About the data

The Crossref Event Data is centered around Events, but contains supporting data and metadata:

  • Events record activity around registered content.
  • Evidence Records provide an evidence trail for Events.
  • Artifacts show some of the inputs that were used and feed into Evidence Records.
  • Evidence Logs document the behavior of the system.

This section describes in detail exactly what data exists in Event Data, and what you should bear in mind when using it.

Why Events?

Each Event represents a single observation. It contains a subject-relation-object triple and also has other supporting fields and metadata that indicate how, why, where, and by whom the Event was created. In order to communicate all the relevant information, it's necessary to deliver data on this level of detail.

We track connections as they occur between objects, so you may wonder why the Event Data service is presented as a sequence of Events rather than a graph database of relations like, for example, Facebook's Graph API. There's two good reasons:

  • Firstly, we're observing a constantly changing web. We want to be able to provide all of this information to our users, and the best way to do this is a constant stream of Events that describe new links. If we stored the Events in a graph store it would be in a constant state of flux, with no way to let our users be confident that they have the entire data set at a given point in time. You are welcome to build your own database using the Event stream.

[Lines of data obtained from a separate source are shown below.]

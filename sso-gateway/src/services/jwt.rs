use chrono::{Duration, Utc};
use jsonwebtoken::errors::ErrorKind;
use jsonwebtoken::{decode, encode, Algorithm, DecodingKey, EncodingKey, Header, Validation};
use secrecy::ExposeSecret;
use serde::{Deserialize, Serialize};
use std::fs;
use thiserror::Error;
use uuid::Uuid;

use crate::config::{JwtConfig, SigningAlgorithm};

/// Claims for access tokens (short-lived, never persisted)
#[derive(Debug, Clone, PartialEq, Eq, Serialize, Deserialize)]
pub struct AccessTokenClaims {
    /// Subject (user ID)
    pub sub: String,
    pub roles: Vec<String>,
    /// Issued at (Unix timestamp)
    pub iat: i64,
    /// Expiration time (Unix timestamp)
    pub exp: i64,
    pub jti: String,
    pub iss: String,
}

#[derive(Debug, Clone, PartialEq, Eq, Error)]
pub enum TokenError {
    #[error("Malformed token")]
    Malformed,

    #[error("Invalid token signature")]
    InvalidSignature,

    #[error("Token expired")]
    Expired,
}

impl From<jsonwebtoken::errors::Error> for TokenError {
    fn from(err: jsonwebtoken::errors::Error) -> Self {
        match err.kind() {
            ErrorKind::ExpiredSignature => TokenError::Expired,
            // A token signed for another issuer or algorithm is not ours.
            ErrorKind::InvalidSignature
            | ErrorKind::InvalidIssuer
            | ErrorKind::InvalidAlgorithm
            | ErrorKind::ImmatureSignature => TokenError::InvalidSignature,
            _ => TokenError::Malformed,
        }
    }
}

/// JWT service for access token signing and validation
#[derive(Clone)]
pub struct JwtService {
    algorithm: Algorithm,
    encoding_key: EncodingKey,
    decoding_key: DecodingKey,
    issuer: String,
    access_token_ttl_seconds: i64,
}

impl JwtService {
    pub fn new(config: &JwtConfig) -> Result<Self, anyhow::Error> {
        let (algorithm, encoding_key, decoding_key) = match config.algorithm {
            SigningAlgorithm::Hs256 => {
                let secret = config
                    .secret
                    .as_ref()
                    .ok_or_else(|| anyhow::anyhow!("JWT_SECRET is required for HS256"))?;
                let bytes = secret.expose_secret().as_bytes();
                (
                    Algorithm::HS256,
                    EncodingKey::from_secret(bytes),
                    DecodingKey::from_secret(bytes),
                )
            }
            SigningAlgorithm::Rs256 => {
                let private_path = config
                    .private_key_path
                    .as_deref()
                    .ok_or_else(|| anyhow::anyhow!("JWT_PRIVATE_KEY_PATH is required for RS256"))?;
                let public_path = config
                    .public_key_path
                    .as_deref()
                    .ok_or_else(|| anyhow::anyhow!("JWT_PUBLIC_KEY_PATH is required for RS256"))?;

                let private_key_pem = fs::read_to_string(private_path).map_err(|e| {
                    anyhow::anyhow!("Failed to read private key from {}: {}", private_path, e)
                })?;
                let encoding_key = EncodingKey::from_rsa_pem(private_key_pem.as_bytes())
                    .map_err(|e| anyhow::anyhow!("Failed to parse private key: {}", e))?;

                let public_key_pem = fs::read_to_string(public_path).map_err(|e| {
                    anyhow::anyhow!("Failed to read public key from {}: {}", public_path, e)
                })?;
                let decoding_key = DecodingKey::from_rsa_pem(public_key_pem.as_bytes())
                    .map_err(|e| anyhow::anyhow!("Failed to parse public key: {}", e))?;

                (Algorithm::RS256, encoding_key, decoding_key)
            }
        };

        tracing::info!(algorithm = ?algorithm, issuer = %config.issuer, "JWT service initialized");

        Ok(Self {
            algorithm,
            encoding_key,
            decoding_key,
            issuer: config.issuer.clone(),
            access_token_ttl_seconds: config.access_token_ttl_seconds,
        })
    }

    /// Sign a fresh access token for a subject
    pub fn generate_access_token(
        &self,
        subject_id: &str,
        roles: &[String],
    ) -> Result<(String, AccessTokenClaims), anyhow::Error> {
        let now = Utc::now();
        let exp = now + Duration::seconds(self.access_token_ttl_seconds);

        let claims = AccessTokenClaims {
            sub: subject_id.to_string(),
            roles: roles.to_vec(),
            iat: now.timestamp(),
            exp: exp.timestamp(),
            jti: Uuid::new_v4().to_string(),
            iss: self.issuer.clone(),
        };

        let token = self.sign(&claims)?;
        Ok((token, claims))
    }

    pub(crate) fn sign(&self, claims: &AccessTokenClaims) -> Result<String, anyhow::Error> {
        encode(&Header::new(self.algorithm), claims, &self.encoding_key)
            .map_err(|e| anyhow::anyhow!("Failed to encode access token: {}", e))
    }

    /// Validate and decode an access token. Zero leeway on expiry.
    pub fn validate_access_token(&self, token: &str) -> Result<AccessTokenClaims, TokenError> {
        let mut validation = Validation::new(self.algorithm);
        validation.leeway = 0;
        validation.validate_exp = true;
        validation.set_issuer(&[&self.issuer]);
        validation.set_required_spec_claims(&["exp", "sub", "iss"]);

        let token_data = decode::<AccessTokenClaims>(token, &self.decoding_key, &validation)?;
        Ok(token_data.claims)
    }
}
//! Per-request pipeline: resolve the resource, authenticate (rotating once
//! if needed), authorize, forward.

mod credentials;

use axum::extract::Request;
use axum::response::{IntoResponse, Response};
use axum_extra::extract::cookie::CookieJar;
use service_core::error::AppError;
use std::net::IpAddr;
use std::sync::Arc;
use std::time::Instant;
use thiserror::Error;
use tracing::{field, info, warn, Instrument, Span};

use crate::proxy::{ForwardError, Forwarder};
use crate::registry::{LookupError, RegistryCache};
use crate::services::{
    AccessTokenClaims, Authorizer, IssuedCredentials, RotateError, TokenAuthority, TokenError,
};

pub use credentials::{CredentialCookies, PresentedCredentials};

#[derive(Debug, Error)]
pub enum GatewayError {
    #[error(transparent)]
    Lookup(#[from] LookupError),

    #[error("Authentication required")]
    MissingCredentials,

    #[error(transparent)]
    Token(#[from] TokenError),

    #[error(transparent)]
    Rotate(#[from] RotateError),

    #[error("Insufficient role for this resource")]
    Forbidden,

    #[error(transparent)]
    Forward(#[from] ForwardError),
}

impl GatewayError {
    /// Metric label for the terminal state.
    pub fn outcome(&self) -> &'static str {
        match self {
            GatewayError::Lookup(LookupError::Unavailable) => "unavailable",
            GatewayError::Lookup(_) => "not_found",
            GatewayError::MissingCredentials | GatewayError::Token(_) => "unauthorized",
            GatewayError::Rotate(RotateError::Store(_) | RotateError::Issue(_)) => "error",
            GatewayError::Rotate(_) => "unauthorized",
            GatewayError::Forbidden => "forbidden",
            GatewayError::Forward(ForwardError::BadGateway { .. }) => "bad_gateway",
            GatewayError::Forward(ForwardError::GatewayTimeout { .. }) => "gateway_timeout",
        }
    }

    /// The presented credentials are dead and the caller should drop them.
    pub fn clears_credentials(&self) -> bool {
        matches!(self, GatewayError::Rotate(e) if e.is_terminal_for_session())
    }
}

impl From<GatewayError> for AppError {
    fn from(err: GatewayError) -> Self {
        match err {
            GatewayError::Lookup(LookupError::Unavailable) => {
                AppError::ServiceUnavailable("Resource registry not yet loaded".to_string())
            }
            GatewayError::Lookup(e) => AppError::NotFound(anyhow::anyhow!(e)),
            GatewayError::MissingCredentials => {
                AppError::Unauthorized(anyhow::anyhow!("Authentication required"))
            }
            GatewayError::Token(e) => e.into(),
            GatewayError::Rotate(e) => e.into(),
            GatewayError::Forbidden => {
                AppError::Forbidden(anyhow::anyhow!("Insufficient role for this resource"))
            }
            GatewayError::Forward(ForwardError::BadGateway { service, .. }) => {
                AppError::BadGateway(format!("service '{}' is unreachable", service))
            }
            GatewayError::Forward(ForwardError::GatewayTimeout { service }) => {
                AppError::GatewayTimeout(format!("service '{}' did not respond in time", service))
            }
        }
    }
}

/// Split `/{service}/{resource...}` into the service name and the raw
/// remainder (leading slash kept, possibly empty).
pub fn split_service_path(path: &str) -> Option<(&str, &str)> {
    let trimmed = path.strip_prefix('/').unwrap_or(path);
    let (service, rest) = match trimmed.find('/') {
        Some(idx) => (&trimmed[..idx], &trimmed[idx..]),
        None => (trimmed, ""),
    };
    if service.is_empty() {
        None
    } else {
        Some((service, rest))
    }
}

pub struct Gateway {
    registry: Arc<RegistryCache>,
    tokens: Arc<TokenAuthority>,
    authorizer: Authorizer,
    forwarder: Forwarder,
    cookies: CredentialCookies,
}

impl Gateway {
    pub fn new(
        registry: Arc<RegistryCache>,
        tokens: Arc<TokenAuthority>,
        authorizer: Authorizer,
        forwarder: Forwarder,
        cookies: CredentialCookies,
    ) -> Self {
        Self {
            registry,
            tokens,
            authorizer,
            forwarder,
            cookies,
        }
    }

    /// Run one proxied request through the pipeline. Every failure is
    /// terminal and rendered as the matching HTTP error.
    pub async fn handle(&self, request: Request, peer: Option<IpAddr>) -> Response {
        let span = tracing::info_span!(
            "gateway.request",
            method = %request.method(),
            path = %request.uri().path(),
            service = field::Empty,
            subject = field::Empty,
            outcome = field::Empty,
        );

        async move {
            let started = Instant::now();
            let mut jar = CookieJar::from_headers(request.headers());

            let result = self.process(request, &mut jar, peer).await;

            let outcome = match &result {
                Ok(_) => "forwarded",
                Err(e) => e.outcome(),
            };
            Span::current().record("outcome", outcome);
            metrics::counter!("gateway_requests_total", "outcome" => outcome).increment(1);
            metrics::histogram!("gateway_request_duration_seconds", "outcome" => outcome)
                .record(started.elapsed().as_secs_f64());

            match result {
                Ok(response) => (jar, response).into_response(),
                Err(err) => {
                    if err.clears_credentials() {
                        jar = self.cookies.clear(jar);
                    }
                    (jar, AppError::from(err)).into_response()
                }
            }
        }
        .instrument(span)
        .await
    }

    async fn process(
        &self,
        request: Request,
        jar: &mut CookieJar,
        peer: Option<IpAddr>,
    ) -> Result<Response, GatewayError> {
        let path = request.uri().path().to_string();
        let (service_name, resource_path) = split_service_path(&path)
            .ok_or_else(|| LookupError::ServiceNotFound(String::new()))?;

        let resolved = self
            .registry
            .lookup(service_name, resource_path, request.method())?;
        Span::current().record("service", service_name);

        let presented = self.cookies.read(jar);
        let (claims, rotated) = self.authenticate(&presented).await?;
        Span::current().record("subject", claims.sub.as_str());

        // New credentials go out even if a later step fails; the old refresh
        // token is already consumed.
        if let Some(credentials) = rotated {
            *jar = self.cookies.set(jar.clone(), &credentials);
        }

        if !self
            .authorizer
            .authorize(&claims.roles, &resolved.required_roles)
            .is_allowed()
        {
            info!(
                subject = %claims.sub,
                resource_id = %resolved.resource_id,
                "Access denied by role policy"
            );
            return Err(GatewayError::Forbidden);
        }

        let response = self
            .forwarder
            .forward(request, &resolved.service, resource_path, peer)
            .await?;
        Ok(response)
    }

    async fn authenticate(
        &self,
        presented: &PresentedCredentials,
    ) -> Result<(AccessTokenClaims, Option<IssuedCredentials>), GatewayError> {
        let access_error = match presented.access_token.as_deref() {
            Some(token) => match self.tokens.validate(token) {
                Ok(claims) => return Ok((claims, None)),
                Err(TokenError::Expired) => TokenError::Expired,
                Err(e) => {
                    warn!(error = %e, "Rejected access token");
                    return Err(e.into());
                }
            },
            None => {
                if presented.refresh_token.is_none() {
                    return Err(GatewayError::MissingCredentials);
                }
                TokenError::Expired
            }
        };

        let Some(refresh_token) = presented.refresh_token.as_deref() else {
            return Err(access_error.into());
        };

        let credentials = self.tokens.rotate(refresh_token).await?;
        metrics::counter!("gateway_rotations_total").increment(1);
        Ok((credentials.claims.clone(), Some(credentials)))
    }
}
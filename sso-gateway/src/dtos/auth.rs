use serde::{Deserialize, Serialize};
use validator::Validate;

use crate::services::IssuedCredentials;

#[derive(Debug, Deserialize, Validate)]
pub struct LoginRequest {
    #[validate(length(min = 1, max = 256, message = "Login is required"))]
    pub login: String,

    #[validate(length(min = 1, max = 1024, message = "Password is required"))]
    pub password: String,
}

/// Body returned when a session is opened or renewed. The credentials
/// themselves travel only in cookies.
#[derive(Debug, Serialize, Deserialize)]
pub struct SessionResponse {
    pub subject_id: String,
    pub roles: Vec<String>,
    /// Access token lifetime in seconds.
    pub expires_in: i64,
}

impl From<&IssuedCredentials> for SessionResponse {
    fn from(credentials: &IssuedCredentials) -> Self {
        Self {
            subject_id: credentials.claims.sub.clone(),
            roles: credentials.claims.roles.clone(),
            expires_in: credentials.claims.exp - credentials.claims.iat,
        }
    }
}

#[derive(Debug, Default, Deserialize)]
pub struct LogoutQuery {
    /// End every session of the subject, not just this one.
    #[serde(default)]
    pub all: bool,
}
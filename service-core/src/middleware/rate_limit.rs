use crate::error::AppError;
use axum::{
    extract::{ConnectInfo, Request, State},
    middleware::Next,
    response::Response,
};
use governor::{
    Quota, RateLimiter,
    clock::{Clock, DefaultClock},
    state::keyed::DashMapStateStore,
};
use std::{
    net::{IpAddr, SocketAddr},
    num::NonZeroU32,
    sync::Arc,
    time::Duration,
};

/// Rate limiter keyed by peer IP address
pub type IpRateLimiter = Arc<RateLimiter<IpAddr, DashMapStateStore<IpAddr>, DefaultClock>>;

/// Create a keyed rate limiter allowing `attempts` per `window_seconds` per IP.
pub fn create_ip_rate_limiter(attempts: u32, window_seconds: u64) -> IpRateLimiter {
    let attempts = NonZeroU32::new(attempts.max(1)).unwrap_or(NonZeroU32::MIN);
    let period_ms = (window_seconds.max(1) * 1000) / u64::from(attempts.get());
    let quota = Quota::with_period(Duration::from_millis(period_ms.max(1)))
        .unwrap_or_else(|| Quota::per_second(attempts))
        .allow_burst(attempts);

    Arc::new(RateLimiter::dashmap(quota))
}

/// Middleware for IP-based rate limiting.
///
/// Keys on the connected peer address only; `x-forwarded-for` is
/// client-controlled at the edge and is ignored here.
pub async fn ip_rate_limit_middleware(
    State(limiter): State<IpRateLimiter>,
    request: Request,
    next: Next,
) -> Result<Response, AppError> {
    let peer = request
        .extensions()
        .get::<ConnectInfo<SocketAddr>>()
        .map(|ConnectInfo(addr)| addr.ip());

    let Some(ip) = peer else {
        tracing::warn!("Could not determine peer IP for rate limiting");
        return Ok(next.run(request).await);
    };

    match limiter.check_key(&ip) {
        Ok(_) => Ok(next.run(request).await),
        Err(negative) => {
            let wait_time = negative.wait_time_from(DefaultClock::default().now());
            tracing::warn!(ip = %ip, "Rate limit exceeded");
            Err(AppError::TooManyRequests(
                "Too many requests from this IP. Please try again later.".to_string(),
                Some(wait_time.as_secs().max(1)),
            ))
        }
    }
}
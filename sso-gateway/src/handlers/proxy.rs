use axum::{
    extract::{ConnectInfo, Request, State},
    response::Response,
};
use std::net::SocketAddr;

use crate::AppState;

/// Fallback for every path the gateway does not own.
pub async fn proxy(State(state): State<AppState>, request: Request) -> Response {
    // Absent when the router is driven without a socket, e.g. in tests.
    let peer = request
        .extensions()
        .get::<ConnectInfo<SocketAddr>>()
        .map(|ConnectInfo(addr)| addr.ip());

    state.gateway.handle(request, peer).await
}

  • Secondly, there are many ways that Event Data could be modeled into a graph database. Choosing exactly how to do this involves interpreting the data, which is something we do not do. This subject is covered in depth in the Event Data as a Graph Data Structure page.

Because of this we present Event Data as a series of Events and you can decide if you want to create other representations in your own application. The Query API gives you the flexibility to scan over all data, or only to get those Events that were collected since your last visit.

The API also allows you to make queries like "all Events for this DOI" or "all Events for this tweet". The results for these queries will change over time.

Where we look

Data comes from different sources, via different routes. For some sources, like Crossref metadata and DataCite metadata, we receive Events directly from the source. For others, we operate an Agent to go and look for Events.

Event journeys

Events from each source go on a different journey to get into Event Data. Each Event provides documentation of its own provenance and links to supporting evidence, where applicable. Because of the diversity of routes by which data enters Event Data, you should consider which sources you are interested in. Each source is individually documented in this guide.

Because Event Data captures links between 'traditional literature' and 'non-traditional literature', the 'subject' of most Events is a webpage and the 'object' is a registered content item, linked via its DOI.

Crossref members already provide reference information for registered content, for example article-to-article citations. This falls under the 'traditional scholarship' category and is outside the scope of Event Data. If the publisher has made it open, this data is available via the Crossref REST API.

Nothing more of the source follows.